[MATERIAL TO PROCESS]
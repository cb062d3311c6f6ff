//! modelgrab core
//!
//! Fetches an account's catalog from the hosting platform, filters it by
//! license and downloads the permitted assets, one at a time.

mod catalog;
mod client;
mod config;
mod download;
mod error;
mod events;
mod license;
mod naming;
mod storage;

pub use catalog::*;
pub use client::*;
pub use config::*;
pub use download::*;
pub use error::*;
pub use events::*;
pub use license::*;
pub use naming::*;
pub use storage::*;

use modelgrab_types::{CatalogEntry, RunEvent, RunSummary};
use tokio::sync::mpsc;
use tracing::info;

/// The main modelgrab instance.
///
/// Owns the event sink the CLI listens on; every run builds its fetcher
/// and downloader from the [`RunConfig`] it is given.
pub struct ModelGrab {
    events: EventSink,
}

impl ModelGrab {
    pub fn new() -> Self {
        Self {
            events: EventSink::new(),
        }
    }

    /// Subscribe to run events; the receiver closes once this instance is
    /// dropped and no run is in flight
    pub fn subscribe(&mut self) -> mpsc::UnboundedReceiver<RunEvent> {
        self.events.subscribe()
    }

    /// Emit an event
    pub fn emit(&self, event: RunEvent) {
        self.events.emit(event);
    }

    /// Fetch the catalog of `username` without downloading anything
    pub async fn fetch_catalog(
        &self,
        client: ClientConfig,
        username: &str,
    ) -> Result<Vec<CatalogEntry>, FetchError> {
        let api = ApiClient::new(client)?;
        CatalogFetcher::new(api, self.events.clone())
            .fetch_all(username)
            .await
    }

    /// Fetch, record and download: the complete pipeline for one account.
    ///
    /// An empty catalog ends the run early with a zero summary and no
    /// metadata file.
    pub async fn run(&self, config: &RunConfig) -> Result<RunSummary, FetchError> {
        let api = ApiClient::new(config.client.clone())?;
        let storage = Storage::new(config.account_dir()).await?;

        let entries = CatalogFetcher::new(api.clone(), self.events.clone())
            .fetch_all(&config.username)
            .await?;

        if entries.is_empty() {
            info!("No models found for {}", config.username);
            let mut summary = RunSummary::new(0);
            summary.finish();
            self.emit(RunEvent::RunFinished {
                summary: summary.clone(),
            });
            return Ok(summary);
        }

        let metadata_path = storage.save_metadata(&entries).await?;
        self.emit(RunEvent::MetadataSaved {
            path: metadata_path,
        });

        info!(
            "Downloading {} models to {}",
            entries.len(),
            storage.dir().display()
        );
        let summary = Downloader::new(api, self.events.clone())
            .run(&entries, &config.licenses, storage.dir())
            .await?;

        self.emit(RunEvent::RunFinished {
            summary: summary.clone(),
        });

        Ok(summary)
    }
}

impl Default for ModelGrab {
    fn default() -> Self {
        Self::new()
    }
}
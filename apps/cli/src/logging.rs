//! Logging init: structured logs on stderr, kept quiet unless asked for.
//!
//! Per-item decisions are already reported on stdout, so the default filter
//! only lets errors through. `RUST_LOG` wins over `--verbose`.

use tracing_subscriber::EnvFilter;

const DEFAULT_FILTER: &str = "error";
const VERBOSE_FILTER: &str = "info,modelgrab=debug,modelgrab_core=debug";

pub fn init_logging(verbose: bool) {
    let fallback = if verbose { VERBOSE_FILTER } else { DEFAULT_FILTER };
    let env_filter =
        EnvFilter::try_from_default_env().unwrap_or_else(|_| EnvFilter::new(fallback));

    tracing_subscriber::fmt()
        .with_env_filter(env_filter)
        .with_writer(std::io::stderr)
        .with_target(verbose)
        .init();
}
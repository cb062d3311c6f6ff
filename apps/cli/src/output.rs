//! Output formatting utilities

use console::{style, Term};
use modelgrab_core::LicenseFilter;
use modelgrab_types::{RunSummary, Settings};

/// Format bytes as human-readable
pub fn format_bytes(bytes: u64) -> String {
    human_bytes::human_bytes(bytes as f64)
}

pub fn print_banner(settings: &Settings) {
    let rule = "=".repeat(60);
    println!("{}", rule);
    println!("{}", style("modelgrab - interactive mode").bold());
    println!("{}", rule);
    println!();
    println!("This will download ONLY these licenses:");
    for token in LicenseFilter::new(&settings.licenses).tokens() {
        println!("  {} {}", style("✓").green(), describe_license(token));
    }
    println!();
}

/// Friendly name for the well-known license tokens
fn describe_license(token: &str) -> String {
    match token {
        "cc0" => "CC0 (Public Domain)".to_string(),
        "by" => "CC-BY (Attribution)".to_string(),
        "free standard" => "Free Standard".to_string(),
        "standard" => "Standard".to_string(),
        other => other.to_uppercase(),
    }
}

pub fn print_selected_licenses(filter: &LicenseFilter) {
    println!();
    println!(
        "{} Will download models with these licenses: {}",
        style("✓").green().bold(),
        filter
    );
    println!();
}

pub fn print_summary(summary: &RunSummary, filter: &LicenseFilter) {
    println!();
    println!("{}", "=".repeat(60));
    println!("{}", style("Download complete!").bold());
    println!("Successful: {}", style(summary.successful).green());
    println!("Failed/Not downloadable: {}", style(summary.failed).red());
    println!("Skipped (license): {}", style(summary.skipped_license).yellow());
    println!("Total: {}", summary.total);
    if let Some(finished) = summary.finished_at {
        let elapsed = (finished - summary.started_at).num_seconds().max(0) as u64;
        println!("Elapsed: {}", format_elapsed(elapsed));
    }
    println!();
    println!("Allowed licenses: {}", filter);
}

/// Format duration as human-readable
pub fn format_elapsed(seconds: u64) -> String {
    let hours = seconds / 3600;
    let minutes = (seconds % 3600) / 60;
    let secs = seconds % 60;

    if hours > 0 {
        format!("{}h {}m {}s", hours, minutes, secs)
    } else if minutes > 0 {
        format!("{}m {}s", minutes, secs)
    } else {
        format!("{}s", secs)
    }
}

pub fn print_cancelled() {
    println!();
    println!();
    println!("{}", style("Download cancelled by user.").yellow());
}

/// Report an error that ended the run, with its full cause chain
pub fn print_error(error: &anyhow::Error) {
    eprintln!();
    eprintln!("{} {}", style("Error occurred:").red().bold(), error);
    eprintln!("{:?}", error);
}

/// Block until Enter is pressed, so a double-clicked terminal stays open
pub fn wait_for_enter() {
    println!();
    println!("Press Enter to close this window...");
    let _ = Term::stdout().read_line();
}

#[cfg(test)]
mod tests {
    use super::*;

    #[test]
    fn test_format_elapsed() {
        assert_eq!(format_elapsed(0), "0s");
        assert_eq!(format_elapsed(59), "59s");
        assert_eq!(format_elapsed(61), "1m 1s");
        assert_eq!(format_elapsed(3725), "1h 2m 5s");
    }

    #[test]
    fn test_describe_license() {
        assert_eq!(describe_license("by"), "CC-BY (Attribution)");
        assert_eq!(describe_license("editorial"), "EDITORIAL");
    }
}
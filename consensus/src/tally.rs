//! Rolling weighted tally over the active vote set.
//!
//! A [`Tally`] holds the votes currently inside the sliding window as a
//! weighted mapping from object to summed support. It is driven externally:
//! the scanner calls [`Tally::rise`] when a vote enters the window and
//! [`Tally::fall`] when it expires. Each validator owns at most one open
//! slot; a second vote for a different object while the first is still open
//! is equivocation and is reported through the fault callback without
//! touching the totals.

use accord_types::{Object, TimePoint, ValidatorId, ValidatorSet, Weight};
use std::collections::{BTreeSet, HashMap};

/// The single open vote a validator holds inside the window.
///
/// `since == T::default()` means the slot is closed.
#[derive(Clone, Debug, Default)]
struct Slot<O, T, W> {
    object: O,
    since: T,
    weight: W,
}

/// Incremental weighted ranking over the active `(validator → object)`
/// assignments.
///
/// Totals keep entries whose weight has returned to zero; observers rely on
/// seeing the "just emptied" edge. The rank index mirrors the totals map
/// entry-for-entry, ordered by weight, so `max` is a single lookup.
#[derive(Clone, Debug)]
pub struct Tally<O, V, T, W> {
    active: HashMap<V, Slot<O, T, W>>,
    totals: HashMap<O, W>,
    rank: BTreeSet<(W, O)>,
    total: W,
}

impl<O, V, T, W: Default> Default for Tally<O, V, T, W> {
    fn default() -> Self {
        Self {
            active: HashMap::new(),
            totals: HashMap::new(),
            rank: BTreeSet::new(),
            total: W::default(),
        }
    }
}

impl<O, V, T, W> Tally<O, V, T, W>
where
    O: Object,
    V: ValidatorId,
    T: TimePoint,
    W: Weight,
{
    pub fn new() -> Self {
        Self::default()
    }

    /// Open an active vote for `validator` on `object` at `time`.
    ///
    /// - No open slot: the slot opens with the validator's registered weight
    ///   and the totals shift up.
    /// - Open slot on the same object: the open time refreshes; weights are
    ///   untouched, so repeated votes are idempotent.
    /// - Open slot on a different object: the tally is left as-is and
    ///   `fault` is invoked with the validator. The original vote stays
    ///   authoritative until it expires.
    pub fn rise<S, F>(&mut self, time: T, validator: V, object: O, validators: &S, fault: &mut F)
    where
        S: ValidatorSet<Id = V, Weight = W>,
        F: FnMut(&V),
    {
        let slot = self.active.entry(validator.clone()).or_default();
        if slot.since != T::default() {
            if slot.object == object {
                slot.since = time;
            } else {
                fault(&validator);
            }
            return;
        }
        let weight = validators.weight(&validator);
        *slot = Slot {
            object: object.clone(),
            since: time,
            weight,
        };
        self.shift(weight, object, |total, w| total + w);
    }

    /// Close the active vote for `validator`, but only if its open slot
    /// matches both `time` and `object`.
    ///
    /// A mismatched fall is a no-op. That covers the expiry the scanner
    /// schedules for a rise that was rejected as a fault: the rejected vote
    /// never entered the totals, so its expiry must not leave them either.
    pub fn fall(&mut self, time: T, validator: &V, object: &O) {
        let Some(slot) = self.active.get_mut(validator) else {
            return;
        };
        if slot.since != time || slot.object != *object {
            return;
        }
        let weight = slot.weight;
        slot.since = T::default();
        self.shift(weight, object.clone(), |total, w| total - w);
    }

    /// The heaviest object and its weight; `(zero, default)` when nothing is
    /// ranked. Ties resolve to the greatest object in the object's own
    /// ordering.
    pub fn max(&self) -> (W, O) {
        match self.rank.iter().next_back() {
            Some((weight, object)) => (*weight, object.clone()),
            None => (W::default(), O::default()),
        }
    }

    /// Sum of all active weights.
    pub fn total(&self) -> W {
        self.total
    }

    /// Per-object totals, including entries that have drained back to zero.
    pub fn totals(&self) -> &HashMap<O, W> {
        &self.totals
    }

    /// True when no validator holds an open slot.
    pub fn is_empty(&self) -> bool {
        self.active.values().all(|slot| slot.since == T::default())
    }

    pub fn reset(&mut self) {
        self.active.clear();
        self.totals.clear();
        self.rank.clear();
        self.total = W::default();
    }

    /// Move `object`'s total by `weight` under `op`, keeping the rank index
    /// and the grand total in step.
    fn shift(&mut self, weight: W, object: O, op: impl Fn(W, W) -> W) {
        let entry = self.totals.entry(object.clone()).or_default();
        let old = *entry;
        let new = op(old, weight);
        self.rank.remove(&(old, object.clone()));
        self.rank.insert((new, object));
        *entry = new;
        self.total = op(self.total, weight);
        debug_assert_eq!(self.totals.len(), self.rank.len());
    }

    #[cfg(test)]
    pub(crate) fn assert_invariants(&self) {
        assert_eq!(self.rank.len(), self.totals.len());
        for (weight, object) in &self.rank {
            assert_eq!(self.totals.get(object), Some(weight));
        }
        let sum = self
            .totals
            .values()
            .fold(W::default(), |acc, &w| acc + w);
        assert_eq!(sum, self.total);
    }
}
[/MATERIAL TO PROCESS]
__TASK GOAL__
Look through the data and show every line containing "EnvFilter".

__RESPONSE AREA__
use tracing_subscriber::EnvFilter;
        EnvFilter::try_from_default_env().unwrap_or_else(|_| EnvFilter::new(fallback));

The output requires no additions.